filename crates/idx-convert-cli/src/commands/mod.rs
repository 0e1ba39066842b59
pub mod convert;
//! idx-convert CLI - labeled image folders to MNIST IDX files

use std::path::PathBuf;

use clap::Parser;
use idx_convert::{ShapePolicy, SplitMode};

mod commands;

/// Convert a folder of labeled images into MNIST-style IDX files.
///
/// ROOT_FOLDER holds one subdirectory per label. Labels are numbered by the
/// sorted order of the subdirectory names.
#[derive(Parser)]
#[command(name = "idx-convert")]
#[command(author, version, about, long_about = None)]
pub struct Cli {
    /// Directory containing one subdirectory per label
    root_folder: PathBuf,

    /// "train", "test", or the percentage of samples that go to test
    #[arg(value_parser = parse_mode)]
    mode: SplitMode,

    /// Files sampled per label (0 or omitted takes all)
    count: Option<usize>,

    /// Output directory
    #[arg(short, long, default_value = idx_convert::idx::DEFAULT_OUTPUT_DIR)]
    output: PathBuf,

    /// Seed for sampling and shuffling (random if omitted)
    #[arg(long, env = "IDX_CONVERT_SEED")]
    seed: Option<u64>,

    /// Accepted image file extension (repeatable)
    #[arg(long = "ext", default_value = "png")]
    extensions: Vec<String>,

    /// What to do with images whose size differs from the first (fail, skip)
    #[arg(long, default_value_t = ShapePolicy::Fail)]
    on_shape_mismatch: ShapePolicy,

    /// Write the run report as JSON
    #[arg(long)]
    manifest: Option<PathBuf>,

    /// Read the written files back and check them
    #[arg(long)]
    verify: bool,

    /// Verbose output
    #[arg(short, long)]
    verbose: bool,
}

fn parse_mode(s: &str) -> Result<SplitMode, idx_convert::Error> {
    s.parse()
}

fn main() -> anyhow::Result<()> {
    let cli = Cli::parse();

    let level = if cli.verbose { "debug" } else { "info" };
    env_logger::Builder::from_env(env_logger::Env::default().default_filter_or(level)).init();

    commands::convert::run(cli)
}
• • • •
▶ **AIM OF THE EXERCISE**
Nothing in the data above may be skipped; repeat it all exactly.

▶ **REPLY TO THE TASK**
filename crates/idx-convert-cli/src/commands/mod.rs
repository 0e1ba39066842b59
pub mod convert;
//! idx-convert CLI - labeled image folders to MNIST IDX files

use std::path::PathBuf;

use clap::Parser;
use idx_convert::{ShapePolicy, SplitMode};

mod commands;

/// Convert a folder of labeled images into MNIST-style IDX files.
///
/// ROOT_FOLDER holds one subdirectory per label. Labels are numbered by the
/// sorted order of the subdirectory names.
#[derive(Parser)]
#[command(name = "idx-convert")]
#[command(author, version, about, long_about = None)]
pub struct Cli {
    /// Directory containing one subdirectory per label
    root_folder: PathBuf,

    /// "train", "test", or the percentage of samples that go to test
    #[arg(value_parser = parse_mode)]
    mode: SplitMode,

    /// Files sampled per label (0 or omitted takes all)
    count: Option<usize>,

    /// Output directory
    #[arg(short, long, default_value = idx_convert::idx::DEFAULT_OUTPUT_DIR)]
    output: PathBuf,

    /// Seed for sampling and shuffling (random if omitted)
    #[arg(long, env = "IDX_CONVERT_SEED")]
    seed: Option<u64>,

    /// Accepted image file extension (repeatable)
    #[arg(long = "ext", default_value = "png")]
    extensions: Vec<String>,

    /// What to do with images whose size differs from the first (fail, skip)
    #[arg(long, default_value_t = ShapePolicy::Fail)]
    on_shape_mismatch: ShapePolicy,

    /// Write the run report as JSON
    #[arg(long)]
    manifest: Option<PathBuf>,

    /// Read the written files back and check them
    #[arg(long)]
    verify: bool,

    /// Verbose output
    #[arg(short, long)]
    verbose: bool,
}

fn parse_mode(s: &str) -> Result<SplitMode, idx_convert::Error> {
    s.parse()
}

fn main() -> anyhow::Result<()> {
    let cli = Cli::parse();

    let level = if cli.verbose { "debug" } else { "info" };
    env_logger::Builder::from_env(env_logger::Env::default().default_filter_or(level)).init();

    commands::convert::run(cli)
}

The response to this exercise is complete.